Though a love story, it has none of that sickly sentimentality, so prevalent in the majority of tales in which Cupid performs a prominent part. An additional interest attaches to the story from its national character, being founded on an incident of the French Revolution; but the scenes of the revolution form no part of the story except as they affect the domestic and personal relations of the characters.

It is always interesting to know an author's opinion of his own productions. Who does not read "David Copperfield" with an additional interest when he knows that it was Dickens's favorite among all his works? Goethe himself says of this poem in his 'Conversations,' “‘Hermann und Dorothea' is almost the only one of my larger poems which still satisfies me; I can never read it without strong interest. I love it best in the Latin translation; there it seems to me nobler, and as if it had returned to its original form." In conversing about writing for the stage he says again of this poem: "If any one reads my 'Hermann und Dorothea,' he thinks it might be brought out at the theatre," and goes on to say that Topfer has made the experiment, but without success, for things that may be very pretty to read and to think about often fall flat on the stage.

A brief outline of the epic, as it is sometimes called, with a few remarks upon it and its author, is as much as can be attempted in this place.
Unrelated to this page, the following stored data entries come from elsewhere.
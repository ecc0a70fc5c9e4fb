use axum::extract::{Path, State};
use axum::http::StatusCode;
use axum::Json;

use super::recipes::recipe_not_found;
use super::{require_user, AppState};
use crate::db;
use crate::errors::{AppError, AppResult};
use crate::models::FavoriteRecipe;
use crate::suggestion::RecipeId;

pub async fn list_favorites(
    State(state): State<AppState>,
    Path(user_id): Path<i64>,
) -> AppResult<Json<Vec<FavoriteRecipe>>> {
    require_user(&state.pool, user_id).await?;
    Ok(Json(db::list_favorites(&state.pool, user_id).await?))
}

/// Idempotent: marking a favorite twice is not an error
pub async fn add_favorite(
    State(state): State<AppState>,
    Path((user_id, recipe_id)): Path<(i64, RecipeId)>,
) -> AppResult<StatusCode> {
    require_user(&state.pool, user_id).await?;
    if db::read_recipe_header(&state.pool, recipe_id).await?.is_none() {
        return Err(recipe_not_found(recipe_id));
    }

    db::add_favorite(&state.pool, user_id, recipe_id).await?;
    Ok(StatusCode::NO_CONTENT)
}

pub async fn remove_favorite(
    State(state): State<AppState>,
    Path((user_id, recipe_id)): Path<(i64, RecipeId)>,
) -> AppResult<StatusCode> {
    require_user(&state.pool, user_id).await?;

    if db::remove_favorite(&state.pool, user_id, recipe_id).await? {
        Ok(StatusCode::NO_CONTENT)
    } else {
        Err(AppError::NotFound(format!(
            "Recipe {recipe_id} is not a favorite"
        )))
    }
}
The opening scene is in a fertile valley near the Rhine. Here, in a little market-town, the host of the "Golden Lion " is sitting with his wife in the doorway of their house lamenting the misery of the fugitives who have lately arrived from the Upper Rhine and passed within a short distance of the market, attracting all the curious out to see the procession. They have sent Hermann, their only son, with food and clothing for the sufferers. The two are

conversing on the calamities of the exiles, and the prospects for a splendid harvest, when the crowd returns from gazing at the procession and with them two neighbors, the apothecary and the preacher, who stop to greet the couple and relate to them what they have seen. The apothecary, who is a little loquacious, tells the story of suffering, and the three go into a cool back parlor where "no flies intrude" to refresh themselves with some Rhine wine of "three and eighty," and continue their conversation until Hermann returns and tells what he has seen. He has bestowed his

provisions upon a maiden whom he found driving an ox team hitched to a wagon in which lay a very sick woman. The appearance and manner of the girl as she asked assistance, not for her self, but for the woman, captivated the young man at once, and he gives a vivid description of her troubles, when the apothecary—a confirmed bachelor-takes occasion to congratulate himself that he has neither wife nor children to care for in such troubulous times.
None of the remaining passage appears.